Conservative commentators have been quick to claim the VA scandal as decisive proof that the VA was never the model for excellence (and, by implication, the argument for socialized medicine) claimed by liberals like Paul Krugman, Ezra Klein, and yours truly, all of us citing reporting by Philip Longman, who later expanded it into a book. But the VA scandal does not raise questions about the quality of VA care, which continues to rank highly; it raises questions about the availability of VA care.
To conclude from the VA scandal that VA hospital care was poor would be like concluding from Harvard’s 6% admission rate that Harvard did a lousy job educating students.
The difference, of course, is that Harvard isn’t supposed to admit everybody, whereas the VA is supposed to book appointments for already-qualified veterans within 14 days. It isn’t doing that. News stories about the Phoenix VA and some other bad actors indicate the wait can be many months, but an internal VA estimate—one based on “hard” time stamps and therefore less vulnerable to manipulation than the records allegedly falsified — puts the average wait at about 21 days.
Directly comparable data for the private sector are unavailable. But a 2014 survey of physician wait times found the average private-sector wait time to be 18.5 days -- two and a half days less than at the VA. In Boston, which has a high concentration of top-quality private-sector hospitals, the average wait time was 45.4 days.
This private-sector survey almost certainly skews low because it was conducted in 15 cities rather than the entire country, and because it was limited to five specialties (cardiology, dermatology, obstetrics-gynecology, orthopedic surgery, and family practice). Also, the survey was limited to Medicare and Medicaid patients, many of whom—a quarter of the Medicare patients and more than half of the Medicaid patients — the doctors declined to treat at all, reducing their wait times artificially to zero. Since everyone requesting a VA appointment comes pre-approved, VA health providers must make appointments for 100% of those who request one.
Granted, Medicare and Medicaid aren’t the private sector, they’re government insurers. But that’s immaterial to wait times. Patients wait as long for a Medicare-insured appointment as they would for a Blue Cross-insured appointment. The survey data come from Medicare and Medicaid because comparable data from private insurers is much harder to get.

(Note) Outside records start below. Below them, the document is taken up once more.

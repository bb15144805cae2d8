use {thiserror::Error, uuid::Uuid};

/// Why a discount code was rejected. User-correctable.
#[derive(Debug, Clone, Copy, PartialEq, Eq, Error)]
pub enum DiscountError {
    #[error("discount code not found")]
    NotFound,

    #[error("discount code is not active")]
    Inactive,

    #[error("discount code is not valid at this time")]
    Expired,

    #[error("discount code usage limit reached")]
    LimitReached,

    #[error("discount code does not apply to this event")]
    EventMismatch,
}

#[derive(Debug, Error)]
pub enum BookingError {
    #[error("validation: {0}")]
    Validation(String),

    #[error("discount: {0}")]
    Discount(#[from] DiscountError),

    #[error("inventory exhausted for tier {tier_id}: requested {requested}, available {available}")]
    InventoryExhausted {
        tier_id: Uuid,
        requested: i64,
        available: i64,
    },

    #[error("payment gateway: {0}")]
    Gateway(String),

    #[error("database: {0}")]
    Database(#[from] sqlx::Error),

    #[error("serialization: {0}")]
    Serialization(#[from] serde_json::Error),

    #[error("not found: {0}")]
    NotFound(String),

    #[error("invalid transition: {from} → {to}")]
    InvalidTransition { from: String, to: String },

    #[error("cancellation window closed: event starts within 24 hours")]
    CancellationWindowClosed,

    #[error("webhook signature: {0}")]
    WebhookSignature(String),

    #[error("ticket issuance: {0}")]
    Issuance(String),
}

impl BookingError {
    /// Errors the buyer can fix by changing their request.
    pub fn is_user_correctable(&self) -> bool {
        matches!(
            self,
            Self::Validation(_)
                | Self::Discount(_)
                | Self::InventoryExhausted { .. }
                | Self::NotFound(_)
                | Self::InvalidTransition { .. }
                | Self::CancellationWindowClosed
        )
    }

    /// Message safe to show an end user. Internal failures collapse into a
    /// generic retry hint; the detail only goes to logs.
    pub fn public_message(&self) -> String {
        match self {
            Self::Validation(msg) => msg.clone(),
            Self::Discount(e) => e.to_string(),
            Self::InventoryExhausted { .. } => {
                "not enough tickets left for this selection, please choose a different quantity or tier"
                    .to_string()
            }
            Self::NotFound(what) => format!("{what} not found"),
            Self::InvalidTransition { from, .. } => {
                format!("booking cannot be changed while it is {from}")
            }
            Self::CancellationWindowClosed => self.to_string(),
            Self::WebhookSignature(_) => "invalid webhook signature".to_string(),
            Self::Gateway(_)
            | Self::Database(_)
            | Self::Serialization(_)
            | Self::Issuance(_) => "something went wrong, please try again".to_string(),
        }
    }
}
use {
    crate::domain::{error::BookingError, store::BookingStore},
    chrono::{DateTime, Utc},
    std::{sync::Arc, time::Duration},
    tokio::sync::watch,
};

const BATCH: i64 = 100;

/// Periodically release pending reservations whose hold has lapsed.
pub async fn run_reservation_sweeper(
    store: Arc<dyn BookingStore>,
    interval: Duration,
    mut shutdown: watch::Receiver<bool>,
) {
    tracing::info!(interval_secs = interval.as_secs(), "reservation sweeper started");

    loop {
        tokio::select! {
            _ = shutdown.changed() => {
                tracing::info!("reservation sweeper shutting down");
                return;
            }
            _ = tokio::time::sleep(interval) => {}
        }

        match sweep_once(&*store, Utc::now()).await {
            Ok(0) => {}
            Ok(n) => tracing::info!(count = n, "expired stale reservations"),
            Err(e) => tracing::error!(error = %e, "sweeper error"),
        }
    }
}

/// Drain every reservation whose hold lapsed before `now`, in batches.
/// Returns how many were released.
pub async fn sweep_once(store: &dyn BookingStore, now: DateTime<Utc>) -> Result<usize, BookingError> {
    let mut total = 0;
    loop {
        let released = store.expire_stale(now, BATCH).await?;
        for r in &released {
            tracing::debug!(booking_id = %r.booking_id, tickets = r.tickets_released, "reservation expired");
        }
        total += released.len();
        if released.len() < BATCH as usize {
            return Ok(total);
        }
    }
}
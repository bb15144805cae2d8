use {
    super::BoxFuture,
    super::booking::BookingDetails,
    super::error::BookingError,
    chrono::{DateTime, Utc},
    serde::{Deserialize, Serialize},
    uuid::Uuid,
};

/// Identity embedded in a ticket's scannable code.
#[derive(Debug, Clone, PartialEq, Eq, Serialize, Deserialize)]
pub struct TicketCodePayload {
    pub ticket_id: Uuid,
    pub ticket_number: String,
    pub event_id: Uuid,
    pub customer_id: Uuid,
    pub issued_at: DateTime<Utc>,
}

/// Input for one ticket code: the payload plus display fields.
#[derive(Debug, Clone)]
pub struct TicketCodeRequest {
    pub payload: TicketCodePayload,
    pub event_title: String,
    pub venue: String,
    pub starts_at: DateTime<Utc>,
    pub holder_name: String,
    pub tier: String,
}

impl TicketCodeRequest {
    /// One request per ticket of the booking, all stamped with `now`.
    pub fn for_booking(details: &BookingDetails, now: DateTime<Utc>) -> Vec<Self> {
        details
            .tickets
            .iter()
            .map(|t| Self {
                payload: TicketCodePayload {
                    ticket_id: t.id,
                    ticket_number: t.ticket_number.clone(),
                    event_id: details.event.id,
                    customer_id: details.customer.id,
                    issued_at: now,
                },
                event_title: details.event.title.clone(),
                venue: details.event.venue.clone(),
                starts_at: details.event.starts_at,
                holder_name: details.customer.name.clone(),
                tier: details.tier_name(t.tier_id).to_string(),
            })
            .collect()
    }
}

/// Generates a ticket code and puts it in durable storage.
pub trait TicketCodeStore: Send + Sync {
    /// Returns the storage reference of the stored code.
    fn generate_and_store<'a>(
        &'a self,
        request: &'a TicketCodeRequest,
    ) -> BoxFuture<'a, Result<String, BookingError>>;

    fn display_url(&self, storage_ref: &str) -> String;
}

/// Outbound customer messages. Fire-and-forget from the core's view.
pub trait Notifier: Send + Sync {
    fn send<'a>(
        &'a self,
        to: &'a str,
        subject: &'a str,
        html_body: &'a str,
    ) -> BoxFuture<'a, Result<(), BookingError>>;
}

#[derive(Debug)]
pub struct TicketIssuance {
    pub ticket_id: Uuid,
    pub ticket_number: String,
    pub result: Result<String, BookingError>,
}

/// Per-ticket outcome of code issuance. Failures stay isolated.
#[derive(Debug, Default)]
pub struct IssuanceReport {
    pub tickets: Vec<TicketIssuance>,
}

impl IssuanceReport {
    pub fn issued(&self) -> usize {
        self.tickets.iter().filter(|t| t.result.is_ok()).count()
    }

    pub fn failed(&self) -> usize {
        self.tickets.len() - self.issued()
    }

    pub fn storage_ref(&self, ticket_id: Uuid) -> Option<&str> {
        self.tickets
            .iter()
            .find(|t| t.ticket_id == ticket_id)
            .and_then(|t| t.result.as_ref().ok())
            .map(String::as_str)
    }
}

It’s worth remembering that 13% of Americans still have no health insurance of any kind, making it extremely difficult for them even to contemplate scheduling a doctor’s appointment.
Falsification of government records is a serious offense, and anyone caught doing it must be punished, and the investigation into such allegations is ongoing. Any instance in which a veteran’s health was threatened by the length of time he or she must wait to see a doctor is unacceptable. But there's no reason to believe veterans’ wait times to see a VA doctor exceed, on average and to any significant degree, non-veterans’ wait times to see a private-sector doctor. Inadequate access to health care is a VA problem. But it’s a national problem, too.